- **Directions for this task**: Restate word for word the entries below, starting with the line with "in, so connection-level" and continuing through the line with "the caller sees.". Include both of those lines and no others.

-- Opening Marker --

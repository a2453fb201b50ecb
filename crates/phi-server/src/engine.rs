// Copyright (c) 2025 Geoffrey Huntley <ghuntley@ghuntley.com>. All rights reserved.
// SPDX-License-Identifier: Proprietary

//! Engine assembly.
//!
//! [`PhiEngine`] owns one SQLite pool and wires the repositories into the
//! resolver, the scope filter and the audit recorder. Everything it holds is
//! cheap to clone and safe to share across request tasks.

use std::path::PathBuf;
use std::sync::Arc;

use anyhow::Context;
use http::{Method, StatusCode};
use phi_server_audit::{
	AuditRecorder, AuditSink, AuditSinkKind, RecordOutcome, SqliteAuditSink, TracingAuditSink,
};
use phi_server_auth::{
	Action, AuthorizationResolver, Decision, IdentityContext, ResourceRef, ScopeFilter,
};
use phi_server_config::{AuditConfig, ServerConfig};
use phi_server_db::{
	create_pool, ensure_schema, AuditRepository, DelegationRepository, MembershipRepository,
	PatientRepository, TenantSession,
};
use sqlx::sqlite::SqlitePool;
use tracing::info;

use crate::error::ServerError;
use crate::gate::AccessGate;
use crate::telemetry::init_tracing;

#[derive(Clone)]
pub struct PhiEngine {
	pub pool: SqlitePool,
	pub config: ServerConfig,
	pub memberships: Arc<MembershipRepository>,
	pub patients: Arc<PatientRepository>,
	pub delegations: Arc<DelegationRepository>,
	pub audit_log: Arc<AuditRepository>,
	pub gate: AccessGate,
	pub recorder: AuditRecorder,
}

impl PhiEngine {
	/// Open the configured database, bootstrap the schema, assemble and check
	/// the audit sinks.
	pub async fn from_config(config: ServerConfig) -> Result<Self, ServerError> {
		let pool = create_pool(&config.database.url, config.database.max_connections).await?;
		ensure_schema(&pool).await?;
		let engine = Self::new(pool, config);
		engine.recorder.check_sinks().await;
		Ok(engine)
	}

	/// Assemble over an existing pool with the sinks named in `config.audit.sinks`.
	pub fn new(pool: SqlitePool, config: ServerConfig) -> Self {
		let sinks = build_sinks(&config.audit, &pool);
		Self::with_sinks(pool, config, sinks)
	}

	pub fn with_sinks(pool: SqlitePool, config: ServerConfig, sinks: Vec<Arc<dyn AuditSink>>) -> Self {
		let memberships = Arc::new(MembershipRepository::new(pool.clone()));
		let patients = Arc::new(PatientRepository::new(pool.clone()));
		let delegations = Arc::new(DelegationRepository::new(pool.clone()));
		let audit_log = Arc::new(AuditRepository::new(pool.clone()));

		let resolver =
			AuthorizationResolver::new(memberships.clone(), delegations.clone(), patients.clone());
		let scope = ScopeFilter::new(memberships.clone(), delegations.clone(), patients.clone());
		let recorder = AuditRecorder::from_config(&config.audit, sinks);

		info!(sinks = ?recorder.sink_names(), "PHI engine assembled");

		Self {
			pool,
			config,
			memberships,
			patients,
			delegations,
			audit_log,
			gate: AccessGate::new(resolver, scope),
			recorder,
		}
	}

	/// Gate a single-resource access and hand back a connection already bound
	/// to the same `(user, organization)` the decision was made for.
	///
	/// The session is bound to the resource's organization, which the resolver
	/// has already checked the patient is enrolled in, so connection-level
	/// filtering checks the same tenant the decision was made for.
	pub async fn authorized_session(
		&self,
		ctx: &IdentityContext,
		action: Action,
		resource: &ResourceRef,
	) -> Result<(Decision, TenantSession), ServerError> {
		let decision = self.gate.require(ctx, action, resource).await?;
		let mut session = TenantSession::acquire(&self.pool).await?;
		session.set_context(ctx.user_id(), resource.org_id).await?;
		Ok((decision, session))
	}

	/// Record the completed request and return its status untouched.
	///
	/// Audit dispatch runs in the background; its outcome never changes what
	/// the caller sees.
	pub fn finish_request(
		&self,
		ctx: &IdentityContext,
		method: &Method,
		path: &str,
		status: StatusCode,
		changes: Option<serde_json::Value>,
	) -> StatusCode {
		let outcome = self.recorder.maybe_record(ctx, method, path, status, changes);
		if let RecordOutcome::Skipped(reason) = outcome {
			tracing::trace!(?reason, path, "request not audited");
		}
		status
	}
}

/// Build one sink per configured kind, in order.
pub fn build_sinks(config: &AuditConfig, pool: &SqlitePool) -> Vec<Arc<dyn AuditSink>> {
	config
		.sinks
		.iter()
		.map(|kind| -> Arc<dyn AuditSink> {
			match kind {
				AuditSinkKind::Sqlite => Arc::new(SqliteAuditSink::new(pool.clone())),
				AuditSinkKind::Tracing => Arc::new(TracingAuditSink::new()),
			}
		})
		.collect()
}

/// Load configuration, install tracing and open the engine.
pub async fn bootstrap(config_path: Option<PathBuf>) -> anyhow::Result<PhiEngine> {
	let config = match config_path {
		Some(path) => phi_server_config::load_config_from(path),
		None => phi_server_config::load_config(),
	}
	.context("failed to load configuration")?;

	init_tracing(&config.logging).context("failed to initialise tracing")?;

	info!(database = %config.database.url, "starting PHI engine");
	PhiEngine::from_config(config)
		.await
		.context("failed to open PHI engine")
}
// Copyright (c) 2025 Geoffrey Huntley <ghuntley@ghuntley.com>. All rights reserved.
// SPDX-License-Identifier: Proprietary

//! Audit recording configuration section.
//!
//! There is no switch to turn auditing off. Route classification can be
//! extended, and sinks chosen, but at least one sink is always configured.

use serde::Deserialize;

const DEFAULT_APPEND_TIMEOUT_MS: u64 = 250;
const DEFAULT_ALERT_AFTER_FAILURES: u64 = 5;

#[derive(Debug, Clone, Copy, PartialEq, Eq, Hash, Deserialize)]
#[serde(rename_all = "snake_case")]
pub enum AuditSinkKind {
	Sqlite,
	Tracing,
}

impl AuditSinkKind {
	fn parse(s: &str) -> Option<Self> {
		match s.trim().to_lowercase().as_str() {
			"sqlite" => Some(AuditSinkKind::Sqlite),
			"tracing" => Some(AuditSinkKind::Tracing),
			_ => None,
		}
	}

	/// Parses a comma-separated sink list, returning the first unknown name on failure.
	pub fn parse_list(s: &str) -> Result<Vec<Self>, String> {
		s.split(',')
			.filter(|part| !part.trim().is_empty())
			.map(|part| Self::parse(part).ok_or_else(|| part.trim().to_string()))
			.collect()
	}
}

#[derive(Debug, Clone, PartialEq, Eq)]
pub struct AuditConfig {
	/// Upper bound for a single sink append, independent of the request deadline.
	pub append_timeout_ms: u64,
	/// Consecutive failed appends before an alert-level event is emitted.
	pub alert_after_failures: u64,
	pub extra_excluded_prefixes: Vec<String>,
	pub extra_included_prefixes: Vec<String>,
	pub sinks: Vec<AuditSinkKind>,
}

impl Default for AuditConfig {
	fn default() -> Self {
		AuditConfigLayer::default().finalize()
	}
}

#[derive(Debug, Clone, Default, Deserialize, PartialEq)]
pub struct AuditConfigLayer {
	#[serde(default)]
	pub append_timeout_ms: Option<u64>,
	#[serde(default)]
	pub alert_after_failures: Option<u64>,
	#[serde(default)]
	pub extra_excluded_prefixes: Option<Vec<String>>,
	#[serde(default)]
	pub extra_included_prefixes: Option<Vec<String>>,
	#[serde(default)]
	pub sinks: Option<Vec<AuditSinkKind>>,
}

impl AuditConfigLayer {
	pub fn merge(&mut self, other: Self) {
		if other.append_timeout_ms.is_some() {
			self.append_timeout_ms = other.append_timeout_ms;
		}
		if other.alert_after_failures.is_some() {
			self.alert_after_failures = other.alert_after_failures;
		}
		if other.extra_excluded_prefixes.is_some() {
			self.extra_excluded_prefixes = other.extra_excluded_prefixes;
		}
		if other.extra_included_prefixes.is_some() {
			self.extra_included_prefixes = other.extra_included_prefixes;
		}
		if other.sinks.is_some() {
			self.sinks = other.sinks;
		}
	}

	pub fn finalize(self) -> AuditConfig {
		AuditConfig {
			append_timeout_ms: self
				.append_timeout_ms
				.filter(|ms| *ms > 0)
				.unwrap_or(DEFAULT_APPEND_TIMEOUT_MS),
			alert_after_failures: self
				.alert_after_failures
				.filter(|n| *n > 0)
				.unwrap_or(DEFAULT_ALERT_AFTER_FAILURES),
			extra_excluded_prefixes: self.extra_excluded_prefixes.unwrap_or_default(),
			extra_included_prefixes: self.extra_included_prefixes.unwrap_or_default(),
			sinks: self
				.sinks
				.filter(|s| !s.is_empty())
				.unwrap_or_else(|| vec![AuditSinkKind::Sqlite, AuditSinkKind::Tracing]),
		}
	}
}
// Copyright (c) 2025 Geoffrey Huntley <ghuntley@ghuntley.com>. All rights reserved.
// SPDX-License-Identifier: Proprietary

//! PHI access control and audit engine.
//!
//! Request handlers build an [`IdentityContext`], pass it through
//! [`AccessGate`] before reading patient data, and hand the completed request
//! to [`PhiEngine::finish_request`] for auditing.

pub mod engine;
pub mod error;
pub mod gate;
pub mod telemetry;

pub use engine::{bootstrap, build_sinks, PhiEngine};
pub use error::{Result, ServerError};
pub use gate::AccessGate;
pub use telemetry::init_tracing;

pub use phi_server_auth::IdentityContext;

-- Closing Marker --

- **Response for this exercise**:
	/// has already checked the patient is enrolled in, so connection-level
	/// filtering checks the same tenant the decision was made for.
	pub async fn authorized_session(
		&self,
		ctx: &IdentityContext,
		action: Action,
		resource: &ResourceRef,
	) -> Result<(Decision, TenantSession), ServerError> {
		let decision = self.gate.require(ctx, action, resource).await?;
		let mut session = TenantSession::acquire(&self.pool).await?;
		session.set_context(ctx.user_id(), resource.org_id).await?;
		Ok((decision, session))
	}

	/// Record the completed request and return its status untouched.
	///
	/// Audit dispatch runs in the background; its outcome never changes what
	/// the caller sees.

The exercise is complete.